■ Your task ■
Retyping the records exactly is the whole task.

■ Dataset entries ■
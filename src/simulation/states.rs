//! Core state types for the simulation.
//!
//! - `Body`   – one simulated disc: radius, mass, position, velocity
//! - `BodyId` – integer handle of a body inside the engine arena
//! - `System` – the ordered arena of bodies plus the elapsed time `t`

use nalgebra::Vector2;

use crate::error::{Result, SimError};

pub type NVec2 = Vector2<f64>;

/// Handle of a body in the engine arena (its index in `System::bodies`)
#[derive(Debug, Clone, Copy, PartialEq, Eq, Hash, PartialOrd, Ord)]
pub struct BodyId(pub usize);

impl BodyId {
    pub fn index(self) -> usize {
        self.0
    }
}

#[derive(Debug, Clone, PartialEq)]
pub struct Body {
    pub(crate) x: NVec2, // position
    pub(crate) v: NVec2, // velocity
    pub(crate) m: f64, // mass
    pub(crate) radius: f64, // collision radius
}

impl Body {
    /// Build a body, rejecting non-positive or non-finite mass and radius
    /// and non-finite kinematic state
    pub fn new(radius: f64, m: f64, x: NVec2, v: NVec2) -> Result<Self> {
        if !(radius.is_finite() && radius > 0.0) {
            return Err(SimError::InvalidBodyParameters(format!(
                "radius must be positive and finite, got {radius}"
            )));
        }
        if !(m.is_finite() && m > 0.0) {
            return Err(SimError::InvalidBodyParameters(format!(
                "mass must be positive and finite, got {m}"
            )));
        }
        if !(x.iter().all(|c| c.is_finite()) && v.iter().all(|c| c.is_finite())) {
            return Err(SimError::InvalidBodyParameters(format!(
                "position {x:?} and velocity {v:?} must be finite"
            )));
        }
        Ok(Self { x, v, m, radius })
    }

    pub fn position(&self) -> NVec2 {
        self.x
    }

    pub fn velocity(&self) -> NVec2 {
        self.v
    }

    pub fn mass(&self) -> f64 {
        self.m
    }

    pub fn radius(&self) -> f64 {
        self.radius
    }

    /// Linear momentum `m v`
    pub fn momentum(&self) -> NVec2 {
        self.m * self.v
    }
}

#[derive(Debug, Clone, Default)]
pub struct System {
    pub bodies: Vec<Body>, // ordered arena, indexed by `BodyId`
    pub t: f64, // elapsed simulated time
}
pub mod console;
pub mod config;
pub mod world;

■ Finished task ■
filename src/simulation/states.rs
//! Core state types for the simulation.
//!
//! - `Body`   – one simulated disc: radius, mass, position, velocity
//! - `BodyId` – integer handle of a body inside the engine arena
//! - `System` – the ordered arena of bodies plus the elapsed time `t`

use nalgebra::Vector2;

use crate::error::{Result, SimError};

pub type NVec2 = Vector2<f64>;

/// Handle of a body in the engine arena (its index in `System::bodies`)
#[derive(Debug, Clone, Copy, PartialEq, Eq, Hash, PartialOrd, Ord)]
pub struct BodyId(pub usize);

impl BodyId {
    pub fn index(self) -> usize {
        self.0
    }
}

#[derive(Debug, Clone, PartialEq)]
pub struct Body {
    pub(crate) x: NVec2, // position
    pub(crate) v: NVec2, // velocity
    pub(crate) m: f64, // mass
    pub(crate) radius: f64, // collision radius
}

impl Body {
    /// Build a body, rejecting non-positive or non-finite mass and radius
    /// and non-finite kinematic state
    pub fn new(radius: f64, m: f64, x: NVec2, v: NVec2) -> Result<Self> {
        if !(radius.is_finite() && radius > 0.0) {
            return Err(SimError::InvalidBodyParameters(format!(
                "radius must be positive and finite, got {radius}"
            )));
        }
        if !(m.is_finite() && m > 0.0) {
            return Err(SimError::InvalidBodyParameters(format!(
                "mass must be positive and finite, got {m}"
            )));
        }
        if !(x.iter().all(|c| c.is_finite()) && v.iter().all(|c| c.is_finite())) {
            return Err(SimError::InvalidBodyParameters(format!(
                "position {x:?} and velocity {v:?} must be finite"
            )));
        }
        Ok(Self { x, v, m, radius })
    }

    pub fn position(&self) -> NVec2 {
        self.x
    }

    pub fn velocity(&self) -> NVec2 {
        self.v
    }

    pub fn mass(&self) -> f64 {
        self.m
    }

    pub fn radius(&self) -> f64 {
        self.radius
    }

    /// Linear momentum `m v`
    pub fn momentum(&self) -> NVec2 {
        self.m * self.v
    }
}

#[derive(Debug, Clone, Default)]
pub struct System {
    pub bodies: Vec<Body>, // ordered arena, indexed by `BodyId`
    pub t: f64, // elapsed simulated time
}
pub mod console;
pub mod config;
pub mod world;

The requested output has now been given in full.